The reality is that while I am an atheist, I have very little in common with most atheists.  The majority of atheists, at least in my experience, are liberals.  I am a social conservative-leaning moderate and fiscal conservative.  A lot of atheists are hard-core humanists, I’m not.  A lot of atheists enjoy fantasy, I detest it with a passion.  Some atheists are sports fans, I never found any interest in it.

My point is that just being around atheists doesn’t guarantee that I’ll have anything in common with any of them except for a mutual dislike of religion.  That’s not a lot to base a friendship on.  Personally, I want to hang out with people who want to do what I like to do, not who don’t want to do what I don’t like.
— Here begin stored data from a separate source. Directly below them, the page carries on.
mod config;
mod core;
mod models;
mod routes;
mod services;

use actix_cors::Cors;
use actix_web::{error, http::StatusCode, middleware, web, App, HttpResponse, HttpServer};
use config::Settings;
use routes::jobs::AppState;
use services::PostgresClient;
use std::sync::Arc;
use tracing::{error, info};
use tracing_subscriber::EnvFilter;

/// JSON error response for JSON payload errors
#[derive(Debug, serde::Serialize)]
pub struct JsonError {
    pub error: String,
    pub message: String,
    pub status_code: u16,
}

impl std::fmt::Display for JsonError {
    fn fmt(&self, f: &mut std::fmt::Formatter<'_>) -> std::fmt::Result {
        write!(f, "{}: {}", self.error, self.message)
    }
}

impl std::error::Error for JsonError {}

impl error::ResponseError for JsonError {
    fn error_response(&self) -> HttpResponse {
        HttpResponse::build(StatusCode::from_u16(self.status_code).unwrap_or(StatusCode::BAD_REQUEST))
            .content_type("application/json")
            .body(serde_json::to_string(self).unwrap())
    }
}

/// Handle JSON payload errors
pub fn handle_json_payload_error(err: error::JsonPayloadError, req: &actix_web::HttpRequest) -> actix_web::Error {
    tracing::info!("JSON payload error on {}: {}", req.path(), err);
    JsonError {
        error: "invalid_json".to_string(),
        message: format!("Invalid JSON: {}", err),
        status_code: 400,
    }
    .into()
}

/// Handle query payload errors
pub fn handle_query_payload_error(err: error::QueryPayloadError, _req: &actix_web::HttpRequest) -> actix_web::Error {
    JsonError {
        error: "invalid_query".to_string(),
        message: format!("Invalid query: {}", err),
        status_code: 400,
    }
    .into()
}

#[actix_web::main]
async fn main() -> std::io::Result<()> {
    // Load .env file if present
    dotenv::dotenv().ok();

    // Load configuration (logging settings live here, so this comes first)
    let settings = Settings::load().unwrap_or_else(|e| {
        panic!("Configuration error: {}", e);
    });

    // Initialize logging; LOG_LEVEL/LOG_FORMAT env vars override the config
    let log_level = std::env::var("LOG_LEVEL").unwrap_or_else(|_| settings.logging.level.clone());
    let log_format = std::env::var("LOG_FORMAT").unwrap_or_else(|_| settings.logging.format.clone());

    let subscriber = tracing_subscriber::fmt()
        .with_env_filter(EnvFilter::new(&log_level))
        .with_target(false)
        .with_level(true);

    if log_format == "pretty" {
        subscriber.pretty().init();
    } else {
        subscriber.init();
    }

    info!("Starting JobSwipe matching service...");
    info!("Configuration loaded successfully");

    // Initialize PostgreSQL client
    let db_max_conn = settings.database.max_connections.unwrap_or(10);
    let db_min_conn = settings.database.min_connections.unwrap_or(1);

    let postgres = Arc::new(
        PostgresClient::from_settings(
            &settings.database.url,
            Some(db_max_conn),
            Some(db_min_conn),
            settings.database.acquire_timeout_secs,
            settings.database.idle_timeout_secs,
        )
        .await
        .unwrap_or_else(|e| {
            error!("Failed to connect to PostgreSQL: {}", e);
            panic!("PostgreSQL connection error: {}", e);
        }),
    );

    info!("PostgreSQL client initialized (max: {} connections)", db_max_conn);

    // Build application state
    let app_state = AppState {
        postgres,
        matching: settings.matching.clone(),
    };

    info!(
        "Matching configured (candidate page size: {})",
        app_state.matching.candidate_page_size
    );

    // Configure HTTP server
    let host = settings.server.host.clone();
    let port = settings.server.port;
    let workers = settings.server.workers.unwrap_or(4);

    info!("Starting HTTP server on {}:{}", host, port);

    HttpServer::new(move || {
        let cors = Cors::permissive();

        App::new()
            .app_data(web::Data::new(app_state.clone()))
            .app_data(web::JsonConfig::default().error_handler(handle_json_payload_error))
            .app_data(web::QueryConfig::default().error_handler(handle_query_payload_error))
            .wrap(cors)
            .wrap(middleware::Logger::default())
            .wrap(middleware::Compress::default())
            .configure(routes::configure_routes)
    })
    .workers(workers)
    .bind((host, port))?
    .run()
    .await
}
I wrote about this a while back and got some relatively negative comments.  That’s fine, everyone is welcome to their opinions and I respect that.  I simply do not agree that atheism, by itself, needs to take on the part of replacing the social role of religion.  Religion does a good job of forming communities because everyone in a particular church has an automatic commonality that ties them all together.  If anything, atheism is an anti-community because there’s nothing that inherently links us, we’re all bound by a non-belief but that’s hardly enough to mean anything in my opinion.  I don’t hang around with non-drinkers, I don’t hang around with non-football fans, I don’t hang around with non-soap-opera-watchers, why should I automatically want to hang around with non-believers?  Sure, they might be on-average smarter but that doesn’t make them automatically more mature.  Just hang out in the chat room waiting for any episode of the Atheist Experience on ustream for clear evidence of that.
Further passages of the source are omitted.